• EXERCISE INSTRUCTIONS
Please state how many lines in the records below contain the word "position", giving only the number.

==== RECORDS PROVIDED ====

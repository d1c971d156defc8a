//! The callback table through which decoded messages leave the decoder.

use crate::{
    message::{
        ChannelPressure, ControlChange, LiveEvent, MtcQuarterFrame, NoteMessage, PitchBend,
        PolyPressure, ProgramChange, SystemRealtime,
    },
    prelude::*,
    DecodeError,
};

/// Receives messages from a [`Decoder`](struct.Decoder.html), one method per message kind.
///
/// Every method has an empty default implementation, so implementors only override the slots
/// they care about; any other message kind is decoded and silently dropped.
///
/// All methods receive the timestamp passed along with the byte that completed the message (or,
/// for `error`, the byte that caused the error). The decoder never inspects timestamps.
///
/// Handlers are owned (or mutably borrowed) by the decoder, so they cannot feed bytes back into
/// the decoder that is calling them.
///
/// ```rust
/// use midirx::{Decoder, Handler, HeapBuffer, NoteMessage};
///
/// #[derive(Default)]
/// struct Keys(Vec<u8>);
/// impl Handler for Keys {
///     type Timestamp = ();
///     fn note_on(&mut self, msg: NoteMessage, _ts: ()) {
///         self.0.push(msg.key.as_int());
///     }
/// }
///
/// let mut decoder = Decoder::new(HeapBuffer::default(), Keys::default()).unwrap();
/// decoder.feed_all(&[0x90, 60, 100, 64, 100], ());
/// assert_eq!(decoder.handler().unwrap().0, [60, 64]);
/// ```
#[allow(unused_variables)]
pub trait Handler {
    /// Opaque timestamp attached to every byte.
    /// Use `()` if the surrounding system has no notion of time.
    type Timestamp: Copy;

    fn note_off(&mut self, msg: NoteMessage, ts: Self::Timestamp) {}
    fn note_on(&mut self, msg: NoteMessage, ts: Self::Timestamp) {}
    fn poly_pressure(&mut self, msg: PolyPressure, ts: Self::Timestamp) {}
    fn control_change(&mut self, msg: ControlChange, ts: Self::Timestamp) {}
    fn program_change(&mut self, msg: ProgramChange, ts: Self::Timestamp) {}
    fn channel_pressure(&mut self, msg: ChannelPressure, ts: Self::Timestamp) {}
    fn pitch_bend(&mut self, msg: PitchBend, ts: Self::Timestamp) {}

    /// A complete system-exclusive message.
    ///
    /// `data` excludes the framing `0xF0` and `0xF7` bytes and borrows the decoder's sysex
    /// buffer, so it must be copied out to outlive the call.
    fn system_exclusive(&mut self, data: &[u8], ts: Self::Timestamp) {}
    fn mtc_quarter_frame(&mut self, msg: MtcQuarterFrame, ts: Self::Timestamp) {}
    fn song_position(&mut self, position: u14, ts: Self::Timestamp) {}
    fn song_select(&mut self, song: u7, ts: Self::Timestamp) {}
    fn tune_request(&mut self, ts: Self::Timestamp) {}

    fn timing_clock(&mut self, ts: Self::Timestamp) {}
    fn song_start(&mut self, ts: Self::Timestamp) {}
    fn song_continue(&mut self, ts: Self::Timestamp) {}
    fn song_stop(&mut self, ts: Self::Timestamp) {}
    fn active_sensing(&mut self, ts: Self::Timestamp) {}
    fn system_reset(&mut self, ts: Self::Timestamp) {}

    /// A stream anomaly. The decoder has already recovered by the time this is called.
    fn error(&mut self, err: DecodeError, ts: Self::Timestamp) {}
}

/// A handler that ignores everything.
impl Handler for () {
    type Timestamp = ();
}

impl<H: Handler + ?Sized> Handler for &mut H {
    type Timestamp = H::Timestamp;

    fn note_off(&mut self, msg: NoteMessage, ts: Self::Timestamp) {
        (**self).note_off(msg, ts)
    }
    fn note_on(&mut self, msg: NoteMessage, ts: Self::Timestamp) {
        (**self).note_on(msg, ts)
    }
    fn poly_pressure(&mut self, msg: PolyPressure, ts: Self::Timestamp) {
        (**self).poly_pressure(msg, ts)
    }
    fn control_change(&mut self, msg: ControlChange, ts: Self::Timestamp) {
        (**self).control_change(msg, ts)
    }
    fn program_change(&mut self, msg: ProgramChange, ts: Self::Timestamp) {
        (**self).program_change(msg, ts)
    }
    fn channel_pressure(&mut self, msg: ChannelPressure, ts: Self::Timestamp) {
        (**self).channel_pressure(msg, ts)
    }
    fn pitch_bend(&mut self, msg: PitchBend, ts: Self::Timestamp) {
        (**self).pitch_bend(msg, ts)
    }
    fn system_exclusive(&mut self, data: &[u8], ts: Self::Timestamp) {
        (**self).system_exclusive(data, ts)
    }
    fn mtc_quarter_frame(&mut self, msg: MtcQuarterFrame, ts: Self::Timestamp) {
        (**self).mtc_quarter_frame(msg, ts)
    }
    fn song_position(&mut self, position: u14, ts: Self::Timestamp) {
        (**self).song_position(position, ts)
    }
    fn song_select(&mut self, song: u7, ts: Self::Timestamp) {
        (**self).song_select(song, ts)
    }
    fn tune_request(&mut self, ts: Self::Timestamp) {
        (**self).tune_request(ts)
    }
    fn timing_clock(&mut self, ts: Self::Timestamp) {
        (**self).timing_clock(ts)
    }
    fn song_start(&mut self, ts: Self::Timestamp) {
        (**self).song_start(ts)
    }
    fn song_continue(&mut self, ts: Self::Timestamp) {
        (**self).song_continue(ts)
    }
    fn song_stop(&mut self, ts: Self::Timestamp) {
        (**self).song_stop(ts)
    }
    fn active_sensing(&mut self, ts: Self::Timestamp) {
        (**self).active_sensing(ts)
    }
    fn system_reset(&mut self, ts: Self::Timestamp) {
        (**self).system_reset(ts)
    }
    fn error(&mut self, err: DecodeError, ts: Self::Timestamp) {
        (**self).error(err, ts)
    }
}

/// A [`Handler`](trait.Handler.html) funneling every slot into a single closure.
///
/// Created through [`from_fn`](fn.from_fn.html).
pub struct FnHandler<F, T> {
    f: F,
    _ts: PhantomData<fn(T)>,
}

/// Handle every message kind and every error with one closure.
///
/// Decoded messages arrive as `Ok(LiveEvent)`, stream anomalies as `Err(DecodeError)`.
///
/// ```rust
/// use midirx::{handler, Decoder, HeapBuffer};
///
/// let mut log = Vec::new();
/// let mut decoder = Decoder::new(
///     HeapBuffer::with_capacity(64),
///     handler::from_fn(|ev, ts: u32| log.push((ts, ev.map(|ev| ev.to_static())))),
/// )
/// .unwrap();
/// decoder.feed(0xC3, 1);
/// decoder.feed(0x05, 2);
/// drop(decoder);
/// assert_eq!(log.len(), 1);
/// assert_eq!(log[0].0, 2);
/// ```
pub fn from_fn<T, F>(f: F) -> FnHandler<F, T>
where
    T: Copy,
    F: for<'a> FnMut(core::result::Result<LiveEvent<'a>, DecodeError>, T),
{
    FnHandler {
        f,
        _ts: PhantomData,
    }
}

impl<F, T> FnHandler<F, T> {
    /// Get the closure back.
    pub fn into_inner(self) -> F {
        self.f
    }
}

impl<F, T> Handler for FnHandler<F, T>
where
    T: Copy,
    F: for<'a> FnMut(core::result::Result<LiveEvent<'a>, DecodeError>, T),
{
    type Timestamp = T;

    fn note_off(&mut self, msg: NoteMessage, ts: T) {
        (self.f)(Ok(LiveEvent::NoteOff(msg)), ts)
    }
    fn note_on(&mut self, msg: NoteMessage, ts: T) {
        (self.f)(Ok(LiveEvent::NoteOn(msg)), ts)
    }
    fn poly_pressure(&mut self, msg: PolyPressure, ts: T) {
        (self.f)(Ok(LiveEvent::PolyPressure(msg)), ts)
    }
    fn control_change(&mut self, msg: ControlChange, ts: T) {
        (self.f)(Ok(LiveEvent::ControlChange(msg)), ts)
    }
    fn program_change(&mut self, msg: ProgramChange, ts: T) {
        (self.f)(Ok(LiveEvent::ProgramChange(msg)), ts)
    }
    fn channel_pressure(&mut self, msg: ChannelPressure, ts: T) {
        (self.f)(Ok(LiveEvent::ChannelPressure(msg)), ts)
    }
    fn pitch_bend(&mut self, msg: PitchBend, ts: T) {
        (self.f)(Ok(LiveEvent::PitchBend(msg)), ts)
    }
    fn system_exclusive(&mut self, data: &[u8], ts: T) {
        (self.f)(Ok(LiveEvent::SysEx(data)), ts)
    }
    fn mtc_quarter_frame(&mut self, msg: MtcQuarterFrame, ts: T) {
        (self.f)(Ok(LiveEvent::MtcQuarterFrame(msg)), ts)
    }
    fn song_position(&mut self, position: u14, ts: T) {
        (self.f)(Ok(LiveEvent::SongPosition(position)), ts)
    }
    fn song_select(&mut self, song: u7, ts: T) {
        (self.f)(Ok(LiveEvent::SongSelect(song)), ts)
    }
    fn tune_request(&mut self, ts: T) {
        (self.f)(Ok(LiveEvent::TuneRequest), ts)
    }
    fn timing_clock(&mut self, ts: T) {
        (self.f)(Ok(LiveEvent::Realtime(SystemRealtime::TimingClock)), ts)
    }
    fn song_start(&mut self, ts: T) {
        (self.f)(Ok(LiveEvent::Realtime(SystemRealtime::Start)), ts)
    }
    fn song_continue(&mut self, ts: T) {
        (self.f)(Ok(LiveEvent::Realtime(SystemRealtime::Continue)), ts)
    }
    fn song_stop(&mut self, ts: T) {
        (self.f)(Ok(LiveEvent::Realtime(SystemRealtime::Stop)), ts)
    }
    fn active_sensing(&mut self, ts: T) {
        (self.f)(Ok(LiveEvent::Realtime(SystemRealtime::ActiveSensing)), ts)
    }
    fn system_reset(&mut self, ts: T) {
        (self.f)(Ok(LiveEvent::Realtime(SystemRealtime::Reset)), ts)
    }
    fn error(&mut self, err: DecodeError, ts: T) {
        (self.f)(Err(err), ts)
    }
}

====

• TASK SOLUTION
5